◆ **Task prompt**: Work through the records below and copy every line that includes "FileContentConfigProvider".

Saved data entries
• • • •
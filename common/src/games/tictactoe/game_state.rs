use crate::games::SessionRng;
use crate::log;
use super::board::Board;
use super::bot_controller::{BotType, play_bot_move};
use super::types::{GameMode, Outcome, Player, Position};

#[derive(Debug, Clone)]
pub struct TicTacToeGameState {
    pub board: Board,
    pub mode: GameMode,
    pub current_player: Player,
    pub status: Outcome,
    pub last_move: Option<Position>,
}

impl TicTacToeGameState {
    pub fn new(mode: GameMode) -> Self {
        Self {
            board: Board::new(),
            mode,
            current_player: Player::X,
            status: Outcome::InProgress,
            last_move: None,
        }
    }

    /// X is always the human; O is the computer unless both sides are human.
    pub fn is_human_turn(&self) -> bool {
        self.mode == GameMode::TwoPlayer || self.current_player == Player::X
    }

    pub fn place_mark(&mut self, position: Position) -> Result<(), String> {
        if self.status != Outcome::InProgress {
            return Err("Game is already over".to_string());
        }

        if !position.is_in_bounds() {
            return Err("Position out of bounds".to_string());
        }

        if !self.board.is_legal_position(position) {
            return Err("Cell is already marked".to_string());
        }

        self.board.place(position, self.current_player);
        self.finish_turn(position);
        Ok(())
    }

    pub fn play_bot_turn(&mut self, rng: &mut SessionRng) -> Result<Position, String> {
        if self.status != Outcome::InProgress {
            return Err("Game is already over".to_string());
        }

        if self.is_human_turn() {
            return Err(format!("Player {} is not controlled by the computer", self.current_player));
        }

        let bot_type = BotType::for_mode(self.mode)
            .ok_or_else(|| format!("{} has no computer player", self.mode.title()))?;
        let position = play_bot_move(bot_type, &mut self.board, rng)
            .ok_or_else(|| "No moves left for the computer".to_string())?;

        self.finish_turn(position);
        Ok(position)
    }

    fn finish_turn(&mut self, position: Position) {
        log!("Player {} marked position {}", self.current_player, position.number());
        self.last_move = Some(position);
        self.status = self.board.outcome();

        if self.status == Outcome::InProgress {
            self.current_player = self.current_player.opponent();
        }
    }
}
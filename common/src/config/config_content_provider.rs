use std::cell::RefCell;
use std::io::ErrorKind;
use std::path::{Path, PathBuf};

pub trait ConfigContentProvider {
    /// Returns `None` when there is no stored config yet.
    fn get_config_content(&self) -> Result<Option<String>, String>;
    fn set_config_content(&self, content: &str) -> Result<(), String>;
}

pub struct FileContentConfigProvider {
    file_path: PathBuf,
}

impl FileContentConfigProvider {
    pub fn new(file_path: impl Into<PathBuf>) -> Self {
        Self { file_path: file_path.into() }
    }

    pub fn file_path(&self) -> &Path {
        &self.file_path
    }
}

impl ConfigContentProvider for FileContentConfigProvider {
    fn get_config_content(&self) -> Result<Option<String>, String> {
        match std::fs::read_to_string(&self.file_path) {
            Ok(content) => Ok(Some(content)),
            Err(err) if err.kind() == ErrorKind::NotFound => Ok(None),
            Err(err) => Err(format!(
                "Failed to read config file {}: {}",
                self.file_path.display(),
                err
            )),
        }
    }

    fn set_config_content(&self, content: &str) -> Result<(), String> {
        std::fs::write(&self.file_path, content).map_err(|e| {
            format!("Failed to write config file {}: {}", self.file_path.display(), e)
        })
    }
}

#[derive(Default)]
pub struct MemoryContentConfigProvider {
    content: RefCell<Option<String>>,
}

impl MemoryContentConfigProvider {
    pub fn new(content: Option<String>) -> Self {
        Self { content: RefCell::new(content) }
    }
}

impl ConfigContentProvider for MemoryContentConfigProvider {
    fn get_config_content(&self) -> Result<Option<String>, String> {
        Ok(self.content.borrow().clone())
    }

    fn set_config_content(&self, content: &str) -> Result<(), String> {
        *self.content.borrow_mut() = Some(content.to_string());
        Ok(())
    }
}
• • • •
◆ **Answer section**:
pub struct FileContentConfigProvider {
impl FileContentConfigProvider {
impl ConfigContentProvider for FileContentConfigProvider {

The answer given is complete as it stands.